Per oltre quaranta anni l’impianto statutario originale ha retto alle profonde trasformazioni della società e dell’impresa. Nello scorso decennio la legge originaria ha subito, invece, diverse modifiche ma, di fatto, lo Statuto dei Lavoratori costituisce ancora l’ossatura e la base del diritto del lavoro in Italia. Allo scopo di rendere effettivi tali diritti, lo Statuto introduce la garanzia della stabilità del posto di lavoro, disponendo le tutele accordate al lavoratore in caso di licenziamento illegittimo (art. 18). Proprio l’art. 18 ha rappresentato per quasi trentacinque anni il cardine della disciplina limitativa dei licenziamenti e ha costituito in definitiva il più efficace riconoscimento e la più ampia garanzia a livello individuale dei diritti e delle libertà enunciate dallo stesso Statuto. In sostanza, ogni volta che il giudice avesse ritenuto illegittimo un licenziamento, la sanzione prevista era la reintegrazione nel posto di lavoro (nel caso di imprese con più di 15 dipendenti).
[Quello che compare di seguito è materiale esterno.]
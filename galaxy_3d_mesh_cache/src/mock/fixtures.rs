/// Payload builders for tests and tools.
///
/// Geometry is a plain position-only box: 8 corners, 12 triangles.

use std::sync::Arc;
use glam::Vec3;
use crate::loader::{MeshPayload, MeshSubset, SubmeshRange};
use crate::mesh::{BoundingBox, PipelineDomain};
use crate::registry::{GeometryData, IndexFormat};

/// Triangle list of a box over its 8 corners
const BOX_INDICES: [u32; 36] = [
    0, 1, 2, 2, 3, 0, // -z
    4, 6, 5, 6, 4, 7, // +z
    0, 4, 5, 5, 1, 0, // -y
    3, 2, 6, 6, 7, 3, // +y
    0, 3, 7, 7, 4, 0, // -x
    1, 5, 6, 6, 2, 1, // +x
];

const BOX_VERTEX_STRIDE: u32 = 12;

fn box_corners(bounds: &BoundingBox) -> [Vec3; 8] {
    let (a, b) = (bounds.min, bounds.max);
    [
        Vec3::new(a.x, a.y, a.z),
        Vec3::new(b.x, a.y, a.z),
        Vec3::new(b.x, b.y, a.z),
        Vec3::new(a.x, b.y, a.z),
        Vec3::new(a.x, a.y, b.z),
        Vec3::new(b.x, a.y, b.z),
        Vec3::new(b.x, b.y, b.z),
        Vec3::new(a.x, b.y, b.z),
    ]
}

fn index_bytes(indices: &[u32], format: IndexFormat) -> Arc<[u8]> {
    match format {
        IndexFormat::U32 => Arc::from(bytemuck::cast_slice::<u32, u8>(indices)),
        IndexFormat::U16 => {
            let narrow: Vec<u16> = indices.iter().map(|&i| i as u16).collect();
            Arc::from(bytemuck::cast_slice::<u16, u8>(&narrow))
        }
    }
}

/// Standalone box geometry with 32-bit indices
pub fn box_geometry(bounds: BoundingBox) -> GeometryData {
    let corners = box_corners(&bounds);
    GeometryData {
        vertex_data: Arc::from(bytemuck::cast_slice::<Vec3, u8>(&corners)),
        vertex_stride: BOX_VERTEX_STRIDE,
        index_data: index_bytes(&BOX_INDICES, IndexFormat::U32),
        index_format: IndexFormat::U32,
        bounds,
    }
}

/// One standalone subset per box, without materials
pub fn subsets_payload(boxes: &[BoundingBox]) -> MeshPayload {
    MeshPayload::Subsets(
        boxes
            .iter()
            .map(|&bounds| MeshSubset {
                geometry: box_geometry(bounds),
                material: None,
                shader_override: String::new(),
                domain: PipelineDomain::Opaque,
            })
            .collect(),
    )
}

/// A merged buffer holding one box per part, each part an index range with
/// an optional material name. Range `i` uses base vertex `8 * i`.
pub fn merged_payload(parts: &[(BoundingBox, Option<&str>)], format: IndexFormat) -> MeshPayload {
    let mut vertices: Vec<Vec3> = Vec::with_capacity(parts.len() * 8);
    let mut indices: Vec<u32> = Vec::with_capacity(parts.len() * BOX_INDICES.len());
    let mut bounds = BoundingBox::EMPTY;
    let mut ranges = Vec::with_capacity(parts.len());

    for (part, (part_bounds, material)) in parts.iter().enumerate() {
        ranges.push(SubmeshRange {
            first_index: indices.len() as u32,
            index_count: BOX_INDICES.len() as u32,
            vertex_offset: (part * 8) as i32,
            material: material.map(str::to_string),
            shader_override: String::new(),
            domain: PipelineDomain::Opaque,
            bounds: *part_bounds,
        });
        vertices.extend_from_slice(&box_corners(part_bounds));
        indices.extend_from_slice(&BOX_INDICES);
        bounds = bounds.union(part_bounds);
    }

    MeshPayload::Merged {
        buffer: GeometryData {
            vertex_data: Arc::from(bytemuck::cast_slice::<Vec3, u8>(&vertices)),
            vertex_stride: BOX_VERTEX_STRIDE,
            index_data: index_bytes(&indices, format),
            index_format: format,
            bounds,
        },
        ranges,
    }
}

/// Unit box centered on the origin
pub fn unit_box() -> BoundingBox {
    BoundingBox::new(Vec3::splat(-0.5), Vec3::splat(0.5))
}
/// Mock resource loader (no file I/O, scripted completion)

use std::sync::Arc;
use rustc_hash::FxHashMap;
use slotmap::{new_key_type, Key, KeyData, SlotMap};
use crate::error::Result;
use crate::engine_bail;
use crate::loader::{
    LoadOutcome, LoadStatus, LoadToken, MeshPayload, ResolvedResource, ResourceKind,
    ResourceLoader, UnloadTarget,
};

const LOG_SOURCE: &str = "galaxy3d::MockLoader";

new_key_type! {
    struct LoadKey;
}

/// How the mock answers a load of a registered path
#[derive(Debug, Clone, PartialEq)]
pub enum MockLoadMode {
    /// `load` returns the payload synchronously
    Immediate,
    /// Ready after `polls` polls
    Deferred { polls: u32 },
    /// Fails with `reason` after `after_polls` polls
    Fails { after_polls: u32, reason: String },
    /// Ready on first poll, but resolves to a texture
    WrongType,
    /// `load` synchronously returns a texture
    ImmediateWrongType,
    /// Ready on first poll, but `try_get_resolved` returns nothing
    MissingPayload,
    /// Never leaves DependencyPending
    Stuck,
    /// `load` itself returns an error
    Rejected,
}

struct InFlight {
    path: String,
    mode: MockLoadMode,
    payload: Arc<MeshPayload>,
    polls: u32,
}

/// Scripted loader
#[derive(Default)]
pub struct MockLoader {
    meshes: FxHashMap<String, (Arc<MeshPayload>, MockLoadMode)>,
    in_flight: SlotMap<LoadKey, InFlight>,
    load_calls: FxHashMap<String, u32>,
    unloaded_tokens: Vec<LoadToken>,
    unloaded_payloads: u32,
}

impl MockLoader {
    pub fn new() -> Self {
        Self::default()
    }

    /// Register (or replace) the payload served for `path`
    pub fn register(&mut self, path: &str, payload: MeshPayload, mode: MockLoadMode) {
        self.meshes.insert(path.to_string(), (Arc::new(payload), mode));
    }

    /// Change how future loads of `path` behave
    pub fn set_mode(&mut self, path: &str, mode: MockLoadMode) {
        if let Some(entry) = self.meshes.get_mut(path) {
            entry.1 = mode;
        }
    }

    /// Number of `load` calls received for `path`
    pub fn load_calls(&self, path: &str) -> u32 {
        self.load_calls.get(path).copied().unwrap_or(0)
    }

    /// Number of `load` calls received for any path
    pub fn total_load_calls(&self) -> u32 {
        self.load_calls.values().sum()
    }

    /// Tokens issued and not yet unloaded
    pub fn in_flight_count(&self) -> usize {
        self.in_flight.len()
    }

    /// Whether `token` is still outstanding
    pub fn is_in_flight(&self, token: LoadToken) -> bool {
        self.in_flight.contains_key(key_of(token))
    }

    /// Paths of outstanding tokens
    pub fn in_flight_paths(&self) -> Vec<String> {
        self.in_flight.values().map(|load| load.path.clone()).collect()
    }

    /// Tokens handed back through `unload`, in order
    pub fn unloaded_tokens(&self) -> &[LoadToken] {
        &self.unloaded_tokens
    }

    /// Synchronous payloads handed back through `unload`
    pub fn unloaded_payload_count(&self) -> u32 {
        self.unloaded_payloads
    }
}

fn token_of(key: LoadKey) -> LoadToken {
    LoadToken(key.data().as_ffi())
}

fn key_of(token: LoadToken) -> LoadKey {
    LoadKey::from(KeyData::from_ffi(token.0))
}

impl ResourceLoader for MockLoader {
    fn load(&mut self, kind: ResourceKind, path: &str) -> Result<LoadOutcome> {
        *self.load_calls.entry(path.to_string()).or_insert(0) += 1;

        if kind != ResourceKind::Mesh {
            engine_bail!(LOG_SOURCE, InvalidParameter, "MockLoader only serves meshes, got {:?}", kind);
        }
        let Some((payload, mode)) = self.meshes.get(path) else {
            engine_bail!(LOG_SOURCE, ResourceNotLoaded, "MockLoader: unknown path '{}'", path);
        };

        match mode {
            MockLoadMode::Immediate => Ok(LoadOutcome::Resolved(ResolvedResource::Mesh(Arc::clone(payload)))),
            MockLoadMode::ImmediateWrongType => {
                Ok(LoadOutcome::Resolved(ResolvedResource::Other(ResourceKind::Texture)))
            }
            MockLoadMode::Rejected => {
                engine_bail!(LOG_SOURCE, ResourceCreationFailed, "MockLoader: '{}' rejected", path)
            }
            _ => {
                let key = self.in_flight.insert(InFlight {
                    path: path.to_string(),
                    mode: mode.clone(),
                    payload: Arc::clone(payload),
                    polls: 0,
                });
                Ok(LoadOutcome::Pending(token_of(key)))
            }
        }
    }

    fn poll(&mut self, token: LoadToken) -> LoadStatus {
        let Some(load) = self.in_flight.get_mut(key_of(token)) else {
            return LoadStatus::Failed(format!("unknown token {:?}", token));
        };
        load.polls += 1;
        match &load.mode {
            MockLoadMode::Deferred { polls } if load.polls >= *polls => LoadStatus::Ready,
            MockLoadMode::Deferred { .. } if load.polls == 1 => LoadStatus::Queued,
            MockLoadMode::Deferred { .. } => LoadStatus::GpuPending,
            MockLoadMode::Fails { after_polls, reason } if load.polls >= *after_polls => {
                LoadStatus::Failed(reason.clone())
            }
            MockLoadMode::Fails { .. } => LoadStatus::CpuPending,
            MockLoadMode::Stuck => LoadStatus::DependencyPending,
            MockLoadMode::WrongType | MockLoadMode::MissingPayload => LoadStatus::Ready,
            MockLoadMode::Immediate | MockLoadMode::ImmediateWrongType | MockLoadMode::Rejected => {
                LoadStatus::Ready
            }
        }
    }

    fn try_get_resolved(&mut self, token: LoadToken) -> Option<ResolvedResource> {
        let load = self.in_flight.get(key_of(token))?;
        match load.mode {
            MockLoadMode::WrongType => Some(ResolvedResource::Other(ResourceKind::Texture)),
            MockLoadMode::MissingPayload => None,
            _ => Some(ResolvedResource::Mesh(Arc::clone(&load.payload))),
        }
    }

    fn unload(&mut self, target: UnloadTarget) {
        match target {
            UnloadTarget::Token(token) => {
                self.in_flight.remove(key_of(token));
                self.unloaded_tokens.push(token);
            }
            UnloadTarget::Payload(_) => self.unloaded_payloads += 1,
        }
    }
}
La norma, però, ha subito una pesante rivisitazione per opera delle riforme del 2012 e del 2015. Nel 2012 la riforma del lavoro Fornero ha previsto, al posto della sola reintegra, quattro differenti regimi di tutela che si applicano gradatamente a seconda della gravità dei vizi che inficiano il licenziamento. In seguito, poi, alla promulgazione e attuazione del Jobs Act da parte del governo Renzi, attraverso l’emanazione di diversi provvedimenti legislativi varati tra il 2014 e il 2015, l’art. 18 è rimasto in vigore per i soli rapporti instaurati prima del 7 marzo 2015 (data di entrata in vigore del decreto legislativo numero 23/2015) e già destinatari della tutela prefigurata dalla norma. Da tale data, infatti, per i contratti a tempo indeterminato si applica la disciplina del cosiddetto contratto a tutele crescenti, introdotta sempre dal dlgs 23/2015 (decreto attuativo del Jobs Act). Per tutti i lavoratori assunti con contratto di lavoro subordinato a tempo indeterminato e licenziati ingiustamente, la norma prescrive come sanzione principale un pagamento di un’indennità risarcitoria, limitando ulteriormente le ipotesi di reintegrazione nel posto di lavoro.